La nomina di un custode “professionale” in luogo del soggetto che subisce l’esecuzione si è legata, nel contesto riformatore del 2005, a chiari obiettivi di efficienza, trasparenza e apertura al mercato: la maggiore facilità dell’alienazione di un immobile sgombro rispetto ad uno abitato è di pronta intuizione. Nella medesima prospettiva la custodia si è funzionalmente correlata con l’adozione “necessaria” dell’ordine di liberazione, ossia di un provvedimento ordinatorio, volto a fornire proprio al custode un titolo per l’ottenimento del rilascio del bene da parte del debitore o di altri occasionali occupanti.
L’ordine ha rappresentato – e a tutt’oggi rappresenta – il “veicolo” indispensabile della custodia “attiva” dell’immobile: ciò che è libero e disponibile in capo alla procedura viene più comodamente gestito e valorizzato, quindi più proficuamente proposto alla platea dei potenziali interessati.
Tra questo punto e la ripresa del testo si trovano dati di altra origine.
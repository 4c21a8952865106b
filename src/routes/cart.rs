use axum::{
    Extension, Json,
    extract::{Path, State},
};

use crate::{
    AppState,
    error::{AppError, Result},
    models::{
        AddToCartRequest, CartItem, CartItemResponse, CartItemWithEquipment, CartResponse,
        SuccessResponse, UpdateCartRequest,
    },
    queries::{
        cart_queries::{self, MAX_CART_QUANTITY},
        equipment_queries,
    },
    utils::{extractors::extract_user_id, jwt::SessionUser},
};

fn check_quantity_limit(quantity: i32) -> Result<i32> {
    if quantity > MAX_CART_QUANTITY {
        return Err(AppError::BadRequest(format!(
            "Quantity cannot exceed {}",
            MAX_CART_QUANTITY
        )));
    }

    Ok(quantity)
}

async fn with_equipment(state: &AppState, item: CartItem) -> Result<CartItemWithEquipment> {
    let equipment = equipment_queries::find_by_id(&state.db, item.equipment_id)
        .await?
        .ok_or_else(|| AppError::NotFound("Equipment not found".to_string()))?;

    Ok(CartItemWithEquipment {
        item,
        equipment: equipment.with_main_image(),
    })
}

pub async fn get_cart(
    State(state): State<AppState>,
    Extension(session): Extension<SessionUser>,
) -> Result<Json<CartResponse>> {
    let user_id = extract_user_id(&session)?;
    let items = cart_queries::find_by_user(&state.db, user_id).await?;

    let ids: Vec<i32> = items.iter().map(|item| item.equipment_id).collect();
    let equipment = equipment_queries::find_by_ids(&state.db, &ids).await?;

    let cart_items = items
        .into_iter()
        .filter_map(|item| {
            let equipment = equipment.get(&item.equipment_id)?.clone();
            Some(CartItemWithEquipment {
                item,
                equipment: equipment.with_main_image(),
            })
        })
        .collect();

    Ok(Json(CartResponse::from_items(cart_items)))
}

pub async fn add_to_cart(
    State(state): State<AppState>,
    Extension(session): Extension<SessionUser>,
    Path(equipment_id): Path<i32>,
    payload: Option<Json<AddToCartRequest>>,
) -> Result<Json<CartItemResponse>> {
    let user_id = extract_user_id(&session)?;
    let quantity = payload
        .and_then(|Json(payload)| payload.quantity)
        .unwrap_or(1);
    if quantity < 1 {
        return Err(AppError::BadRequest(
            "Quantity must be at least 1".to_string(),
        ));
    }
    let quantity = check_quantity_limit(quantity)?;

    if !equipment_queries::exists(&state.db, equipment_id).await? {
        return Err(AppError::NotFound("Equipment not found".to_string()));
    }

    let item = cart_queries::add_or_increment(&state.db, user_id, equipment_id, quantity).await?;

    Ok(Json(CartItemResponse {
        success: true,
        cart_item: Some(with_equipment(&state, item).await?),
        removed: false,
    }))
}

/// A quantity of zero or less removes the line.
pub async fn update_cart_item(
    State(state): State<AppState>,
    Extension(session): Extension<SessionUser>,
    Path(equipment_id): Path<i32>,
    Json(payload): Json<UpdateCartRequest>,
) -> Result<Json<CartItemResponse>> {
    let user_id = extract_user_id(&session)?;
    let quantity = payload
        .quantity
        .ok_or_else(|| AppError::BadRequest("quantity is required".to_string()))?;

    if quantity <= 0 {
        cart_queries::remove_item(&state.db, user_id, equipment_id).await?;
        return Ok(Json(CartItemResponse {
            success: true,
            cart_item: None,
            removed: true,
        }));
    }

    let quantity = check_quantity_limit(quantity)?;
    let item = cart_queries::set_quantity(&state.db, user_id, equipment_id, quantity)
        .await?
        .ok_or_else(|| AppError::NotFound("Cart item not found".to_string()))?;

    Ok(Json(CartItemResponse {
        success: true,
        cart_item: Some(with_equipment(&state, item).await?),
        removed: false,
    }))
}

pub async fn remove_from_cart(
    State(state): State<AppState>,
    Extension(session): Extension<SessionUser>,
    Path(equipment_id): Path<i32>,
) -> Result<Json<SuccessResponse>> {
    let user_id = extract_user_id(&session)?;
    cart_queries::remove_item(&state.db, user_id, equipment_id).await?;

    Ok(Json(SuccessResponse::ok()))
}

pub async fn clear_cart(
    State(state): State<AppState>,
    Extension(session): Extension<SessionUser>,
) -> Result<Json<SuccessResponse>> {
    let user_id = extract_user_id(&session)?;
    cart_queries::clear_cart(&state.db, user_id).await?;

    Ok(Json(SuccessResponse::ok()))
}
Emerge un dato eloquente: la “doverosità” della liberazione del cespite pignorato, che è assurta ad obbligo, il cui adempimento è talvolta procrastinabile, salvo divenire – alla lunga – ineludibile. Ed è in tal senso che, secondo prassi diffusa, la liberazione dell’immobile viene disposta, peraltro, contestualmente alla pronuncia dell’ordinanza di delega di cui all’art. 569 c.p.c. per la delega delle operazioni di vendita.
La nuova connotazione self-executing dell’ordine di liberazione
Se la liberazione ha assunto la connotazione di passaggio doveroso dell’esecuzione forzata, anticipato rispetto all’emissione del decreto di trasferimento e – in misura crescente – all’aggiudicazione, l’ultima rimarchevole “scommessa” legislativa sta nella deformalizzazione della relativa fase. La liberazione può (finalmente) avvenire “senza l’osservanza delle formalità di cui agli articoli 605 e seguenti”.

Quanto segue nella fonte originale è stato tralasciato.